Portsmouth PC guilty as he 'abused his status' seeking relationship with domestic abuse victim
A POLICE officer specially trained in domestic abuse has been found guilty of gross misconduct after manipulating a ‘highly-vulnerable’ female victim.
The male Portsmouth PC faces being sacked from the force after asking the young woman out for cocktails and kissing her – all while working on her case.
A police misconduct panel this afternoon ruled he ‘disproportionately abused his status’ to seek a ‘sexual or improper emotional relationship’ with the woman, a domestic abuse victim.
The officer had sent the woman 60 WhatsApp messages, with 48 sent while off duty – and signed off several with ‘x’ kisses and used wink-face emojis.
Today the panel sitting at Hampshire police headquarters in Eastleigh found five charges against him proved.
Despite this the panel – comprising a barrister, lay member and serving Hampshire detective superintendent – ordered he must not be named by the media.
As reported, Officer A was assigned to the woman’s investigation but invited her to his flat claiming he would give her an update on the case.

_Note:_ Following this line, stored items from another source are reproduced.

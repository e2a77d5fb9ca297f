//! Storage clients: genuinely-shippable implementations of the storage backend contract. Every
//! reader needs *some* working [`crate::storage::StorageClient`] out of the box; the columnar
//! decoder, by contrast, stays a pure contract because the `parquet` crate already implements
//! it end to end (see [`crate::checkpoint`]).

#[cfg(feature = "sync-engine")]
pub mod sync;

#[cfg(feature = "default-engine")]
pub mod default;
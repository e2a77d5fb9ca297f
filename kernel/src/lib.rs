//! A reader for tables stored in the Delta Lake transaction-log format.
//!
//! Given a table's root location and a [`StorageClient`], this crate reconstructs the table's
//! current logical state — the set of live data files, the current schema and partitioning,
//! the protocol version floors, and recent commit provenance — by discovering the most recent
//! checkpoint and replaying the log forward from it.
//!
//! ```no_run
//! use delta_log_kernel::engine::sync::SyncStorageClient;
//! use delta_log_kernel::table::load;
//!
//! let storage = SyncStorageClient::new("/path/to/table");
//! let state = load(&storage)?;
//! println!("version {} has {} live files", state.version, state.files.len());
//! # Ok::<(), delta_log_kernel::error::Error>(())
//! ```
//!
//! This crate covers the log-replay engine only: checkpoint discovery, checkpoint ingestion,
//! commit ingestion, and the action-to-state reduction. Evaluating a table's data
//! files — applying predicates, reading Parquet data, resolving partition values against a
//! query engine's native types — is out of scope; `TableState::files` hands back the raw `Add`
//! records verbatim for a caller's own scan layer to consume.

pub mod actions;
pub mod checkpoint;
pub mod commit;
pub mod engine;
pub mod error;
pub mod path;
pub mod storage;
pub mod table;
pub mod table_state;

pub use error::{DeltaResult, Error};
pub use table::{load, Table};
pub use table_state::TableState;

/// A table version number, or a protocol-relative/txn version counter. Always non-negative once
/// a commit has actually been applied; `TableState::version` uses `-1` as its pre-load sentinel.
pub type Version = i64;
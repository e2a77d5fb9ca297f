//! The commit reader: a lazy, order-preserving sequence of actions parsed out of one version's
//! newline-delimited JSON.

use crate::actions::{parse_action_line, Action};
use crate::error::DeltaResult;
use crate::Version;

/// A borrowing iterator over the actions of one commit file's bytes.
///
/// Lines are split on `\n`; a trailing newline is optional; empty lines are skipped entirely
/// (they carry no action and are not an error). Order is preserved — callers must not reorder
/// what this yields before handing it to the reducer.
pub struct CommitActions<'a> {
    version: Version,
    lines: std::str::Lines<'a>,
}

impl<'a> CommitActions<'a> {
    pub fn new(version: Version, text: &'a str) -> Self {
        CommitActions {
            version,
            lines: text.lines(),
        }
    }
}

impl Iterator for CommitActions<'_> {
    type Item = DeltaResult<Action>;

    fn next(&mut self) -> Option<Self::Item> {
        loop {
            let line = self.lines.next()?;
            if line.trim().is_empty() {
                continue;
            }
            match parse_action_line(line, self.version) {
                Ok(Some(action)) => return Some(Ok(action)),
                Ok(None) => continue, // unrecognized tag: forward-compatible noise, skip
                Err(e) => return Some(Err(e)),
            }
        }
    }
}

/// Parse the full bytes of commit `version` into an in-order vector of actions.
///
/// Most callers want the lazy [`CommitActions`] iterator directly; this eager variant exists
/// for call sites (tests, the checkpoint/commit round-trip law) that need a `Vec` to compare
/// or replay more than once.
pub fn parse_commit(version: Version, bytes: &[u8]) -> DeltaResult<Vec<Action>> {
    let text = std::str::from_utf8(bytes)
        .map_err(|e| crate::error::Error::malformed_commit(version, format!("not UTF-8: {e}")))?;
    CommitActions::new(version, text).collect()
}
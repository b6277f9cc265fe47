//! Query normalization and search-term management.

use serde_json::json;

use crate::core::error::OpResult;
use crate::core::op::Operation;
use crate::core::state::State;

const MIN_TERM_CHARS: usize = 4;
const MAX_TERMS: usize = 6;

/// Default terms added when a search needs widening.
pub const DEFAULT_WIDEN_TERMS: [&str; 4] = ["overview", "summary", "introduction", "appendix"];

/// Tags the query with `ru` when it contains Cyrillic, `en` otherwise.
#[derive(Debug, Clone, Copy, Default)]
pub struct LanguageNormalizer;

fn is_cyrillic(c: char) -> bool {
    matches!(c, '\u{0400}'..='\u{04FF}')
}

impl Operation for LanguageNormalizer {
    fn name(&self) -> &str {
        "LanguageNormalizer"
    }

    fn run(&self, mut state: State) -> OpResult {
        let lang = if state.query.text.chars().any(is_cyrillic) {
            "ru"
        } else {
            "en"
        };
        state.query.lang = lang.to_string();
        state.log(self.name(), json!({ "lang": lang }));
        Ok(state)
    }
}

/// Words of at least four letters, digits or hyphens, lowercased, deduplicated.
fn words(text: &str) -> Vec<String> {
    let mut out: Vec<String> = Vec::new();
    for word in text.split(|c: char| !(c.is_alphanumeric() || c == '-')) {
        if word.chars().count() < MIN_TERM_CHARS {
            continue;
        }
        let word = word.to_lowercase();
        if !out.contains(&word) {
            out.push(word);
        }
    }
    out
}

/// Derives `search_terms` from the query text.
///
/// Keeps the longest terms first (ties in order of appearance), at most six.
#[derive(Debug, Clone, Default)]
pub struct SearchTermExtractor {
    pub extra: Vec<String>,
}

impl SearchTermExtractor {
    pub fn new(extra: Vec<String>) -> Self {
        Self { extra }
    }

    pub fn extract(&self, text: &str) -> Vec<String> {
        let mut terms = words(text);
        for term in &self.extra {
            if !terms.contains(term) {
                terms.push(term.clone());
            }
        }
        terms.sort_by_key(|term| std::cmp::Reverse(term.chars().count()));
        terms.truncate(MAX_TERMS);
        terms
    }
}

impl Operation for SearchTermExtractor {
    fn name(&self) -> &str {
        "SearchTermExtractor"
    }

    fn run(&self, mut state: State) -> OpResult {
        let terms = self.extract(&state.query.text);
        state.log(self.name(), json!({ "terms": terms }));
        state.query.set_search_terms(terms);
        Ok(state)
    }
}

/// Adds broader terms to `search_terms`, keeping existing ones first.
#[derive(Debug, Clone)]
pub struct WidenSearchTerms {
    pub extra: Vec<String>,
}

impl Default for WidenSearchTerms {
    fn default() -> Self {
        Self {
            extra: DEFAULT_WIDEN_TERMS.iter().map(|term| term.to_string()).collect(),
        }
    }
}

impl WidenSearchTerms {
    pub fn new(extra: Vec<String>) -> Self {
        Self { extra }
    }
}

impl Operation for WidenSearchTerms {
    fn name(&self) -> &str {
        "WidenSearchTerms"
    }

    fn run(&self, mut state: State) -> OpResult {
        let mut terms = state.query.search_terms();
        let before = terms.len();
        for term in &self.extra {
            if !terms.contains(term) {
                terms.push(term.clone());
            }
        }
        let added = terms.len() - before;
        state.log(self.name(), json!({ "added": added, "terms": terms }));
        state.query.set_search_terms(terms);
        Ok(state)
    }
}

#[cfg(test)]
mod tests {
    use super::*;
    use crate::core::state::Query;

    #[test]
    fn detects_cyrillic_queries() {
        let state = LanguageNormalizer.run(State::new("Какие обязательства по аренде?")).expect("run");
        assert_eq!(state.query.lang, "ru");
        let state = LanguageNormalizer.run(State::new("lease obligations")).expect("run");
        assert_eq!(state.query.lang, "en");
    }

    #[test]
    fn extractor_keeps_longest_unique_terms() {
        let extractor = SearchTermExtractor::default();
        let terms = extractor.extract("What are the Lease obligations in the lease note for FY-2024?");
        assert_eq!(terms[0], "obligations");
        assert!(terms.contains(&"lease".to_string()));
        assert!(terms.contains(&"fy-2024".to_string()));
        assert!(!terms.iter().any(|term| term == "the" || term == "are"));
        assert_eq!(terms.iter().filter(|term| *term == "lease").count(), 1);
    }

    #[test]
    fn extractor_caps_term_count() {
        let extractor = SearchTermExtractor::new(vec!["appendix".to_string()]);
        let terms = extractor.extract("alpha bravo charlie delta echoes foxtrot golfing hotel");
        assert_eq!(terms.len(), 6);
    }

    #[test]
    fn widen_preserves_order_and_skips_duplicates() {
        let mut state = State::new(Query::new("q").with_search_terms(["lease", "summary"]));
        state = WidenSearchTerms::default().run(state).expect("run");
        assert_eq!(
            state.query.search_terms(),
            vec!["lease", "summary", "overview", "introduction", "appendix"]
        );
        assert_eq!(state.trace.events()[0].payload["added"], 3);
    }
}
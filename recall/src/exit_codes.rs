//! Stable exit codes for recall CLI commands.

/// Command succeeded; for `ask`, every pipeline step completed.
pub const OK: i32 = 0;
/// Invalid arguments, configuration or filesystem layout.
pub const INVALID: i32 = 1;
/// The pipeline stopped on an unrecovered failure.
pub const FAILED: i32 = 2;
/// An answer was produced with reduced effort (budget, stall or unhealed search).
pub const DEGRADED: i32 = 3;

While she was there he invited her to go out for cocktails, the panel heard last week. He also kissed her on the cheek and hugged her outside court.
In a police-recorded video played in evidence, the woman – declared ‘credible and honest’ by the panel – said: ‘I don’t trust police officers any more.’
She said she worries about calling police now and added she ‘especially around male police officers’.
Finding Officer A guilty of gross misconduct, panel chairman Sarah Gaunt said: ‘Officer A not only failed to maintain an appropriate boundary but did so in order to pursue a sexual or improper emotional relationship.’
Ms Gaunt added: ‘The officer was not only unprofessional, over-friendly and inappropriate but further was pursuing a sexual or improper emotional relationship in breach of the NPCC guidance.
‘Female A was a vulnerable individual and Officer A was in a position of responsibility in relation to her.’
The hearing was told Officer A had previously been warned by a colleague not to use his personal phone to contact the victim.
He rang her outside nine times outside of working hours – and made 23 calls from his work phone, 17 of those outside working hours.
Officer A even deleted messages between himself and the woman in a bid to ‘conceal’ the contact.
Detective Sergeant Nick Milburn, representing Officer A, said he admitted his ‘behaviour was unacceptable’ but had an ‘unblemished’ record.
Victoria von Wachter, who presented the case, said Officer A showed ‘blatant disregard’ for the standards and risked causing community trust to ‘erode’.
He faces either a final written warning or dismissal. The panel will announce its decision tomorrow.
Officer A’s anonymity was challenged by The News and other media agencies.